YOUR GOAL. Below are several entries. Transcribe exactly those lines that fall from the one with "self.full_reloads += other.full_reloads;" through the one with "self.tiles_unavailable += other.tiles_unavailable;", end lines included.

THE RECORDS.
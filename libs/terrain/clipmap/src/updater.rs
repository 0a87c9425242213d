// This file is part of Nitrogen.
//
// Nitrogen is free software: you can redistribute it and/or modify
// it under the terms of the GNU General Public License as published by
// the Free Software Foundation, either version 3 of the License, or
// (at your option) any later version.
//
// Nitrogen is distributed in the hope that it will be useful,
// but WITHOUT ANY WARRANTY; without even the implied warranty of
// MERCHANTABILITY or FITNESS FOR A PARTICULAR PURPOSE.  See the
// GNU General Public License for more details.
//
// You should have received a copy of the GNU General Public License
// along with Nitrogen.  If not, see <http://www.gnu.org/licenses/>.
// Moves texels into the clip levels as their windows slide.
//
// Every frame, for each layer (heights, then imagery):
//   * drain finished tile loads and activate them;
//   * for every level, coarse to fine, write the strips the window exposed, from resident
//     tiles where we have them and from the coarser level where we do not;
//   * write each newly arrived tile, and repaint the placeholders of its unloaded
//     descendants from it;
//   * ask for the tiles the windows now need, coarse first, and cancel or evict the ones
//     they no longer do.
use crate::{
    config::{ClipmapConfig, RetryPolicy},
    level::{ClipmapLayer, ClipmapLevel},
    normals::update_normals,
    tile_loader::{InFlightRequest, TileLoader},
    update::{split_update_to_avoid_wrapping, ClipmapUpdate},
    upsample::Upsampler,
};
use anyhow::{anyhow, Result};
use fxhash::{FxHashMap, FxHashSet};
use geodesy::Ellipsoid;
use log::{debug, trace, warn};
use raster::{
    PostExtent, RasterBackend, RasterLevel, RasterSource, RasterTileIdentifier, Texel,
    TileLoadError, TileStatus,
};
use smallvec::SmallVec;
use std::{
    collections::{BTreeMap, BTreeSet},
    marker::PhantomData,
    ops::AddAssign,
    sync::Arc,
};

/// Per frame inputs shared by every layer.
#[derive(Clone, Copy, Debug)]
pub struct UpdateContext {
    pub frame: u64,
    pub ellipsoid: Ellipsoid,
    pub height_exaggeration: f32,
}

#[derive(Clone, Copy, Debug, Default, Eq, PartialEq)]
pub struct UpdateStats {
    pub levels_updated: usize,
    pub full_reloads: usize,
    pub texture_copies: usize,
    pub placeholder_fills: usize,
    pub texels_written: usize,
    pub normals_updated: usize,
    pub tiles_requested: usize,
    pub tiles_loaded: usize,
    pub tiles_retried: usize,
    pub tiles_unavailable: usize,
    pub tiles_cancelled: usize,
    pub tiles_evicted: usize,
    pub stale_completions: usize,
    pub tiles_in_flight: usize,
    pub active_tiles: usize,
}

impl UpdateStats {
    /// Rectangles written into any texture, from tiles or placeholders.
    pub fn texture_writes(&self) -> usize {
        self.texture_copies + self.placeholder_fills
    }
}

impl AddAssign for UpdateStats {
    fn add_assign(&mut self, other: Self) {
        self.levels_updated += other.levels_updated;
        self.full_reloads += other.full_reloads;
        self.texture_copies += other.texture_copies;
        self.placeholder_fills += other.placeholder_fills;
        self.texels_written += other.texels_written;
        self.normals_updated += other.normals_updated;
        self.tiles_requested += other.tiles_requested;
        self.tiles_loaded += other.tiles_loaded;
        self.tiles_retried += other.tiles_retried;
        self.tiles_unavailable += other.tiles_unavailable;
        self.tiles_cancelled += other.tiles_cancelled;
        self.tiles_evicted += other.tiles_evicted;
        self.stale_completions += other.stale_completions;
        self.tiles_in_flight += other.tiles_in_flight;
        self.active_tiles += other.active_tiles;
    }
}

ANSWER BOX.
        self.full_reloads += other.full_reloads;
        self.texture_copies += other.texture_copies;
        self.placeholder_fills += other.placeholder_fills;
        self.texels_written += other.texels_written;
        self.normals_updated += other.normals_updated;
        self.tiles_requested += other.tiles_requested;
        self.tiles_loaded += other.tiles_loaded;
        self.tiles_retried += other.tiles_retried;
        self.tiles_unavailable += other.tiles_unavailable;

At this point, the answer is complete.